La guerra ai Pfas non è finita.
«Chiediamo allo Stato una legge nazionale che imponga limiti prossimi allo zero tecnico per i Pfas nelle acque potabili», scrivono nel comunicato ufficiale stilato dopo la sentenza del 26 giugno, «È tempo di avviare un cammino concreto e coraggioso di progressiva riduzione dell’uso dei Pfas in tutti i settori produttivi dove sia possibile. L’Italia deve fare la sua parte anche a livello europeo, impegnandosi per sostenere la messa al bando totale dei Pfas in tutta l’Unione. Queste “sostanze eterne” non possono più trovare spazio nel nostro presente e nemmeno nel nostro futuro.
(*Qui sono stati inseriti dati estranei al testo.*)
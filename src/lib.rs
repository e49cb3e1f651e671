//! Taxpayer risk audit dashboard: CSV loading, risk quadrant derivation,
//! and the filtering behind the egui front end in `main.rs`.

pub mod color;
pub mod config;
pub mod data;
pub mod state;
Noi Mamme no Pfas continueremo a vigilare, a informare, a chiedere trasparenza e responsabilità».
E c’è anche da monitorare la bonifica del sito inquinato da Miteni.
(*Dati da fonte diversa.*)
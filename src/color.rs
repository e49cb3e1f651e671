use std::collections::{BTreeMap, BTreeSet};

use eframe::egui::Color32;
use palette::{FromColor, Hsl, Srgb};

use crate::data::model::RiskQuadrant;

/// Hue of the first sector colour (the green of the revenue authority branding).
const BASE_HUE: f32 = 120.0;
/// Successive hues are spread by the golden angle so adding a sector never
/// reshuffles the colours already handed out.
const GOLDEN_ANGLE: f32 = 137.507_76;

/// `n` sector colours, alternating two lightness levels so neighbours in a
/// grouped bar chart stay distinguishable.
pub fn sector_palette(n: usize) -> Vec<Color32> {
    (0..n)
        .map(|i| {
            let hue = (BASE_HUE + i as f32 * GOLDEN_ANGLE) % 360.0;
            let lightness = if i % 2 == 0 { 0.45 } else { 0.6 };
            let rgb = Srgb::from_color(Hsl::new(hue, 0.65, lightness)).into_format::<u8>();
            Color32::from_rgb(rgb.red, rgb.green, rgb.blue)
        })
        .collect()
}

/// Fixed colour per quadrant, hottest first.
pub fn quadrant_color(quadrant: RiskQuadrant) -> Color32 {
    match quadrant {
        RiskQuadrant::HighRiskHighImpact => Color32::from_rgb(0xd6, 0x2d, 0x20),
        RiskQuadrant::HighRiskLowImpact => Color32::from_rgb(0xe8, 0x9a, 0x1c),
        RiskQuadrant::LowRiskHighImpact => Color32::from_rgb(0x2f, 0x7e, 0xd8),
        RiskQuadrant::LowRiskLowImpact => Color32::from_rgb(0x2e, 0x9d, 0x4f),
    }
}

/// Maps the distinct values of a categorical column (sectors in the
/// regional chart) to distinct colours.
#[derive(Debug, Clone)]
pub struct ColorMap {
    mapping: BTreeMap<String, Color32>,
    default_color: Color32,
}

impl ColorMap {
    pub fn new(values: &BTreeSet<String>) -> Self {
        let palette = sector_palette(values.len());
        let mapping = values.iter().cloned().zip(palette).collect();

        ColorMap {
            mapping,
            default_color: Color32::GRAY,
        }
    }

    pub fn color_for(&self, value: &str) -> Color32 {
        self.mapping
            .get(value)
            .copied()
            .unwrap_or(self.default_color)
    }

    /// Legend entries (sector → colour) in sorted sector order.
    pub fn legend_entries(&self) -> Vec<(String, Color32)> {
        self.mapping.iter().map(|(v, c)| (v.clone(), *c)).collect()
    }
}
Le Mamme no Pfas chiedono inoltre giustizia economica ovvero che «parte di quei fondi portati dai risarcimenti vengano impiegati dai gestori delle acque per togliere dalle bollette voci di spesa finora ricadute ingiustamente sui cittadini nonostante i danni siano stati causati da aziende private».
Il paradosso delle vittime dell’inquinamento costrette a pagare per l’emergenza causata da Miteni.
Cosa sono i Pfas e quali conseguenze hanno sulla salute
Scrive il Ministero per l’ambiente in una nota ufficiale del 2013: “I Pfas sono composti chimici altamente fluorurati caratterizzati da una struttura chimica molto stabile che li rende particolarmente resistenti ai processi naturali di degradazione, a causa della loro elevata persistenza ambientale, tanto da essere nominati “forever chemicals”. Grazie alla loro inerzia chimica sono stati utilizzati fin dagli anni 50 in molti settori industriali, come quello conciario, della produzione di carta e dei contenitori per uso alimentare, per i rivestimenti antiaderenti delle pentole e come impermeabilizzanti nella produzione di abbigliamento tecnico (goretex).
“A causa di un utilizzo massiccio, di una forte resistenza ai processi di degradazione naturale (fotolisi, idrolisi e decomposizione aerobica e anaerobica) e della tendenza ad accumularsi negli organismi viventi, si è verificata nel tempo una diffusa contaminazione ambientale. Inoltre, alcuni PFfas, tendono a biomagnificare attraverso la catena alimentare. Tale processo di biomagnificazione consiste nell’aumento della concentrazione delle sostanze tossiche, a partire dai livelli trofici più bassi fino a raggiungere quelli più alti della piramide alimentare. L’accumulo dei Pfas nell’organismo umano ha effetti tossici e può essere correlato a patologie neonatali, diabete gestazionale e, in caso di esposizione cronica, formazione di tumori. Alcuni Pfas sono stati classificati anche come potenziali interferenti endocrini”.